#### SUPPLIED MATERIAL:
[Start of Attachment]
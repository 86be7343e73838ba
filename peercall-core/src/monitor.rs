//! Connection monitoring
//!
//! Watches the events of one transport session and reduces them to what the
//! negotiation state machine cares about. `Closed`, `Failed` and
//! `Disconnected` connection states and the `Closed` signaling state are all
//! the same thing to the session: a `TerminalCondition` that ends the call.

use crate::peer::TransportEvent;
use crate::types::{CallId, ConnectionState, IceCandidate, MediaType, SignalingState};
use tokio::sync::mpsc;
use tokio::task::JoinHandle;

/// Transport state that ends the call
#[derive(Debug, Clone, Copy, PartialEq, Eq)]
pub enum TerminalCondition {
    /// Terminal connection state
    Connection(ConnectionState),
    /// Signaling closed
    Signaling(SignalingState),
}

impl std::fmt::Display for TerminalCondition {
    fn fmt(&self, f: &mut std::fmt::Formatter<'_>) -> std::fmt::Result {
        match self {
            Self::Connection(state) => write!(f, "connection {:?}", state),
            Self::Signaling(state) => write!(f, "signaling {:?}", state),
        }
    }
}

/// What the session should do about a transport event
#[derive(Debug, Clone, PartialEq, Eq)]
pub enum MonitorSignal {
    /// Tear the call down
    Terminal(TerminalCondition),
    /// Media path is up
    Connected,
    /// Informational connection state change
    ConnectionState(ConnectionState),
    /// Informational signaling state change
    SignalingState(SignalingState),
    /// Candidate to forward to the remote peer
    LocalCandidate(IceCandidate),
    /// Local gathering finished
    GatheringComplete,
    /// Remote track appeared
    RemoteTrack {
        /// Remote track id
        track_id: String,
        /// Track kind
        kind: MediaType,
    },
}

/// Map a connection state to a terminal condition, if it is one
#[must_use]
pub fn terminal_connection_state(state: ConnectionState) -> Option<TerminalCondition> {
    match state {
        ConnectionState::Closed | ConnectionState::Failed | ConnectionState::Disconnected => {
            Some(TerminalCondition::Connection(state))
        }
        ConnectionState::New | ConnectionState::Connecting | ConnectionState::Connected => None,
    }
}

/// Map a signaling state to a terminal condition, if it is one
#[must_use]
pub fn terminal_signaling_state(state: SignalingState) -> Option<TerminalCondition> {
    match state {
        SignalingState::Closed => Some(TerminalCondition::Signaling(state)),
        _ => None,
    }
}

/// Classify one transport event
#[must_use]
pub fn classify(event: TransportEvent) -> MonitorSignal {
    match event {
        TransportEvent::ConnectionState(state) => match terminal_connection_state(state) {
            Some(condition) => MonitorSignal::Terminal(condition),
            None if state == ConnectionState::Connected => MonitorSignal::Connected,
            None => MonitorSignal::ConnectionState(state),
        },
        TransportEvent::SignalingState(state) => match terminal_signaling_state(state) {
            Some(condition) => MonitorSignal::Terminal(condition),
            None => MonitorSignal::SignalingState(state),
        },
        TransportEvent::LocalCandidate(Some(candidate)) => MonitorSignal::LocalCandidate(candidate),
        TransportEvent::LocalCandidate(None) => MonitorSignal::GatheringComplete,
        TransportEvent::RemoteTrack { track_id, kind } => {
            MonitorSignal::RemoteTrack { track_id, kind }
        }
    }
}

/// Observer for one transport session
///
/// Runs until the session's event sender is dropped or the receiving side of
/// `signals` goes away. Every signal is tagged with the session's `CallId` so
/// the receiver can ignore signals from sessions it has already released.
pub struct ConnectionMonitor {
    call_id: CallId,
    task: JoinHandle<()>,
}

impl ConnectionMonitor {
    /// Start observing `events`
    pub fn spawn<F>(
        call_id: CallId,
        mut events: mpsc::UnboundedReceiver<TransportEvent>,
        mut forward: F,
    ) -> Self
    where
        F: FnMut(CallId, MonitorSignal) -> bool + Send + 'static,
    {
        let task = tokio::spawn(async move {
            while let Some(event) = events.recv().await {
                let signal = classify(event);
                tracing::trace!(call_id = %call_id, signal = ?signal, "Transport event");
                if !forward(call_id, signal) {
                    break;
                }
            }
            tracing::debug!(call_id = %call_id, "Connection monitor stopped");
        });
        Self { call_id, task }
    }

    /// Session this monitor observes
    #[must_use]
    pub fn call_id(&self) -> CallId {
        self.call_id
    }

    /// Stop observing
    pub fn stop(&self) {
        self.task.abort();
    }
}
[End of Attachment]
[Start of Attachment]
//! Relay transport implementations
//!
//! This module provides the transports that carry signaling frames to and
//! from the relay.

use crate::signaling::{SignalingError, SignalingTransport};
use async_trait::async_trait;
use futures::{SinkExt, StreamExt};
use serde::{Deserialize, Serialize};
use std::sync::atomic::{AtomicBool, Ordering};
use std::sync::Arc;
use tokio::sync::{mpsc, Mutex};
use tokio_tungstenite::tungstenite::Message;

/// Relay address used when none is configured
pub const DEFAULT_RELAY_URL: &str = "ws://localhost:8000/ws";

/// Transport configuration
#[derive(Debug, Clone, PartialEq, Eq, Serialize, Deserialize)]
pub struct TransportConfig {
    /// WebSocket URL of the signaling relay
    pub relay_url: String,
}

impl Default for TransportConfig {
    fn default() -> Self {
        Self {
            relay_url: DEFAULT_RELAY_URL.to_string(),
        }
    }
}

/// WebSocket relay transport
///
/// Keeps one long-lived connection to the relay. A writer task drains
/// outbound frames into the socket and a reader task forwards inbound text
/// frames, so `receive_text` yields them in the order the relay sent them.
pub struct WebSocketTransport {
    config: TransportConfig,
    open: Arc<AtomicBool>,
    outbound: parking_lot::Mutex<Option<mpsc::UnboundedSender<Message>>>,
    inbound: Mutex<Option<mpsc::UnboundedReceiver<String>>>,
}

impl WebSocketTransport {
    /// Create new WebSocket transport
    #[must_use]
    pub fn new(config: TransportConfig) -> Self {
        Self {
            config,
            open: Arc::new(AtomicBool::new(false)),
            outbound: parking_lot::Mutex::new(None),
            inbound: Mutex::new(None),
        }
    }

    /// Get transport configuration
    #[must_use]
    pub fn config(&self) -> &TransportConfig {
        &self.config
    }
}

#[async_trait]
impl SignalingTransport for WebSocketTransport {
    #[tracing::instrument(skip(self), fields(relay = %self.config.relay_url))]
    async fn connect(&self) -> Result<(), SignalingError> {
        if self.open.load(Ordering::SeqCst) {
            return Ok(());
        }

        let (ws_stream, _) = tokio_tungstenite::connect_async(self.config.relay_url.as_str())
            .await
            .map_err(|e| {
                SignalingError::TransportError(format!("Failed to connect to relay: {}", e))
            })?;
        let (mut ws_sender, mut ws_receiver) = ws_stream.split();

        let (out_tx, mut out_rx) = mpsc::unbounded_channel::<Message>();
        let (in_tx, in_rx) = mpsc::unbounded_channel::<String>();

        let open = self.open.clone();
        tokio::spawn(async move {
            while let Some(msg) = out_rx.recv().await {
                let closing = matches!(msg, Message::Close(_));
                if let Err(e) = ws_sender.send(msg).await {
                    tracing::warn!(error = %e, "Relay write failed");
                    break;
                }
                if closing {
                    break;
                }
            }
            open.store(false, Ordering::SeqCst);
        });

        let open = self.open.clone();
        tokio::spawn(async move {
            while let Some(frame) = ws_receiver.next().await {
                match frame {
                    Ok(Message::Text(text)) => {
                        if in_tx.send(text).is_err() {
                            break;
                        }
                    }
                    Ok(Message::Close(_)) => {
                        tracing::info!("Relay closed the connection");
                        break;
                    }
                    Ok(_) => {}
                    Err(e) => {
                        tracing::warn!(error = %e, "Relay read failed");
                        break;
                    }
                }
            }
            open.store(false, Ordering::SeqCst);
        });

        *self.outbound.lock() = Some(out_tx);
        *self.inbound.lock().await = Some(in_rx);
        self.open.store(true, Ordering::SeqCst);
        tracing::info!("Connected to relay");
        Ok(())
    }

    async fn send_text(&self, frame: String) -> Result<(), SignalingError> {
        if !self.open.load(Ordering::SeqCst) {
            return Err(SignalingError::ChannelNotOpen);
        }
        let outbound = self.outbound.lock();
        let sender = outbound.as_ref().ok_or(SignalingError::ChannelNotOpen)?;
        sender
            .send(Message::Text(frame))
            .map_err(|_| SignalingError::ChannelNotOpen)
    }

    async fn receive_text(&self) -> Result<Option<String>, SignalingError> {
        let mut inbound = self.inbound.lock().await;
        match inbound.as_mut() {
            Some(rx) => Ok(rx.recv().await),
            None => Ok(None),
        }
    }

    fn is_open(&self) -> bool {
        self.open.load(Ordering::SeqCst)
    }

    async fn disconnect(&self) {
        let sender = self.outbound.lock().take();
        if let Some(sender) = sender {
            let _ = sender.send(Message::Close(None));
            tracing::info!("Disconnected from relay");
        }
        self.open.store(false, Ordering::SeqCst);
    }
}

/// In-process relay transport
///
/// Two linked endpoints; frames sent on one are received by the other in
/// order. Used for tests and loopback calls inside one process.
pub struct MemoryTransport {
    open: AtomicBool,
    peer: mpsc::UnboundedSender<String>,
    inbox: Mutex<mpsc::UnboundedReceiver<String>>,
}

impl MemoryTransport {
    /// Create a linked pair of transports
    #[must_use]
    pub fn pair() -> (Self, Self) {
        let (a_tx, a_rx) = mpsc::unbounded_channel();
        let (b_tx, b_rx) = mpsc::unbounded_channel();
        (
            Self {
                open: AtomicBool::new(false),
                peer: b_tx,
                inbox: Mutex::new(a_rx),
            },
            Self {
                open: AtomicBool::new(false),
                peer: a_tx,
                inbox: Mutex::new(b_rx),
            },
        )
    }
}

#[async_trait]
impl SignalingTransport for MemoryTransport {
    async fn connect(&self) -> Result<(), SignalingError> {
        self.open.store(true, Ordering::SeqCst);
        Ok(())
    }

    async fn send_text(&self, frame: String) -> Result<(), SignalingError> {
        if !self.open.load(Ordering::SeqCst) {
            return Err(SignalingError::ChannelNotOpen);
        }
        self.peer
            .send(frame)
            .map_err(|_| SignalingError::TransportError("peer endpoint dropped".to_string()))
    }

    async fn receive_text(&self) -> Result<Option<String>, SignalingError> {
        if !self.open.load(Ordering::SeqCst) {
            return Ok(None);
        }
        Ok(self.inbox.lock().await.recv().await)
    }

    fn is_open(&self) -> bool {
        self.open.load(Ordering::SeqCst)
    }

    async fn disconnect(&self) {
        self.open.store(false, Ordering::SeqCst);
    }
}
[End of Attachment]
#### REQUIRED WORK:
When a line of the records has the word "enum", pick it out and copy it.

#### ANSWER TO THIS EXERCISE:
pub enum TerminalCondition {
pub enum MonitorSignal {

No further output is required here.